Деньги. Я про деньги никогда не слышал и не читал ничего искреннего. По-моему в них есть что-то демоническое. В деньгах есть что-то ускользающее. Наверное, как есть, пусть так и будет. Но я знаю, что для того, чтобы что-то делать в этой жизни, созидать, надо быть немножко голодным, – не в прямом смысле, конечно. Я давно придерживаюсь этого мнения. Считаю, что человеку не обязательно иметь дворец или какой-то невероятный автомобиль. Эти дорогие вещи ничего не дают. Они равнодушны. Сейчас такой контраст нарастает: ты видишь, что у одних столько денег, что они не знают, что с ними делать, а у других вообще их нет. Расслоение чудовищное и нарушающее всякий баланс. И те, у кого их много, мечтают: как хорошо было без денег, потому что большие деньги создают большие проблемы. А бедные мечтают, чтоб они, наконец, появились. Неравномерно эта энергия по кругу идет.

Дублер. Если бы я был актером, меня бы очень огорчило на­личие дублера. Потом, если их двое на одну роль, то и ответствен­ность пополам. А так каждый актер знает, что он единственный и неповторимый. Если он заболеет, – будем ждать. Если актриса бу­дет рожать, – тоже подождем… Если случится непоправимое, – сни­мем спектакль.

Когда я работал в репертуарном театре, меня долго заставляли делать «вторые составы», но я всегда отказывался. Роли ведь созда­ются вместе с конкретными актерами, с учетом их индивидуально­стей, их творческой природы… Я думаю, главное – выбрать надеж­ного актера… Именно поэтому мои спектакли могут существовать так долго.

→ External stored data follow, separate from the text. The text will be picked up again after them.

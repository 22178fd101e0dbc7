//! Transitive closure of direct pairing by iterative label propagation.
//!
//! # Theory
//!
//! Direct pairing is not transitive: A within cutoff of B and B within
//! cutoff of C does not put A within cutoff of C, yet all three belong to
//! one cluster. The closure merges connectivity label columns: whenever a
//! row shows two or more nonzero entries, the columns at those indices are
//! replaced by their element-wise maximum. Repeating the scan to a fixed
//! point gives every connected component a single shared nonzero column.
//!
//! Termination: entries only grow (max-combination) and are bounded above
//! by the component maximum, and any pass that changes the matrix strictly
//! increases its entry sum, so a fixed point is reached in at most N
//! passes for N sites (labels propagate at least one hop per pass).
//!
//! # References
//!
//! - Sevick, Monson, Ottino (1988) "Monte Carlo calculations of cluster
//!   statistics in continuum models of composite morphology",
//!   J. Chem. Phys. 88:1198, appendix (doi 10.1063/1.454720)

use nalgebra::DMatrix;
use pairing_core::{AdjacencyMatrix, ClosureMatrix, Label, PairingError};

/// Computes indirect-connectivity matrices from direct adjacency.
///
/// Pure and deterministic; holds no state between calls.
#[derive(Debug, Clone, Copy, Default)]
pub struct ClosureEngine;

impl ClosureEngine {
    pub fn new() -> Self {
        Self
    }

    /// Transitive closure of a direct-pairing adjacency matrix.
    ///
    /// Sites with no partner (a single nonzero row entry) keep their
    /// original column; diagonal and symmetry are preserved.
    pub fn close(&self, adjacency: &AdjacencyMatrix) -> Result<ClosureMatrix, PairingError> {
        let labels = self.close_labels(adjacency.as_labels())?;
        ClosureMatrix::from_labels(labels)
    }

    /// Raw-label entry point: closes any square matrix of non-negative
    /// connectivity labels. Zero never overwrites a nonzero label.
    pub fn close_labels(&self, labels: &DMatrix<Label>) -> Result<DMatrix<Label>, PairingError> {
        if !labels.is_square() {
            return Err(PairingError::shape(format!(
                "connectivity matrix must be square, got {}x{}",
                labels.nrows(),
                labels.ncols()
            )));
        }
        let n = labels.nrows();
        let mut closure = labels.clone();
        let mut members = Vec::with_capacity(n);
        let mut merged: Vec<Label> = vec![0; n];

        let mut passes = 0usize;
        loop {
            passes += 1;
            let mut changed = false;

            for i in 0..n {
                members.clear();
                members.extend((0..n).filter(|&j| closure[(i, j)] != 0));
                if members.len() < 2 {
                    continue;
                }

                // element-wise max across the member columns
                merged.iter_mut().for_each(|v| *v = 0);
                for &j in &members {
                    for r in 0..n {
                        let v = closure[(r, j)];
                        if v > merged[r] {
                            merged[r] = v;
                        }
                    }
                }

                for &j in &members {
                    for r in 0..n {
                        if closure[(r, j)] != merged[r] {
                            closure[(r, j)] = merged[r];
                            changed = true;
                        }
                    }
                }
            }

            if !changed {
                break;
            }
        }

        log::trace!("closure of {n} sites stable after {passes} passes");
        Ok(closure)
    }
}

Идеальный зритель. Я люблю балетную публику, тех настоящих балетоманов, кото­рые понимают все нюансы танца. Балерина сделала какой-то пры­жок, поворот за долю секунды, но они его видят и оценивают. Мне: кажется, что это лучшие зрители – зрители, которые могут оценить трактовку или находку актера, неожиданный ход, интонацию, просто профессиональный уровень представления.

Импровизация. Основная канва спектакля существует, но многое решается по ходу. С сиюминутной импровизацией я не работаю, любая импровизация должна быть подготовлена. Главное – все-таки видеть на горизонте дорогу, которая приведет туда, куда хочется.

Интуиция. Я думаю, что это самое главное из чувств, данных человеку для постижения жизни. Например, меня предчувствие никогда не обманывает. Это как нюх, инстинкт.

Команда. У меня хорошая команда, и каждый отвечает за свой участок. Когда все объединяется, тогда и достигается хороший результат. Все мы зависим от того, сколько сумеем заработать и каков успех спектакля. Наша работа – наш хлеб. Я не отвлекаюсь на решение организационных дел в ущерб творчеству. У меня есть директор. Если голова твоя забита ремонтом, тем, что протекает крыша, или тем, что пол провалился, ты отходишь от главной темы. Режиссерская специальность очень узкая – ставить спектакли, а не строить, не ремонтировать, не га­строли устраивать. Для этого есть другие, ко­торые больше в этом понимают. Я им дове­ряю на сто процентов, а они мне. Сейчас доверие особенно важно. Главное, чтобы была команда.

«Король Лир». «Король Лир» был почти готов, но не получился. Грустно, но это так. Много потратили энергии. Мне самому нравилось то, что мы успели поставить. И другие хвалили. Но вдруг мне показалось, что спектакль чересчур направлен на успех, и меня это насторожило. Тогда мы закончили работу. Вообще, не люблю чесать языком о прошлом, а вдруг мне все-таки удастся реализовать задуманное ранее.

Музыка. Это совершенный расчет, та же алгебра. Но сколько в ней эмоций! Мне очень нравится ее дисциплина. Имею в виду внутреннюю организацию музыки. Такты, темпы, половины – все так безупречно организовано. Хотя я сам не понимаю, как это сделать. Считаю, что композиторы очень умные люди. Композиции режиссерам надо учиться у композиторов, потому что в этом отношении у них головы гораздо лучше, чем у режиссеров. Я всегда с уважением и с белой завистью смотрю, как они творят.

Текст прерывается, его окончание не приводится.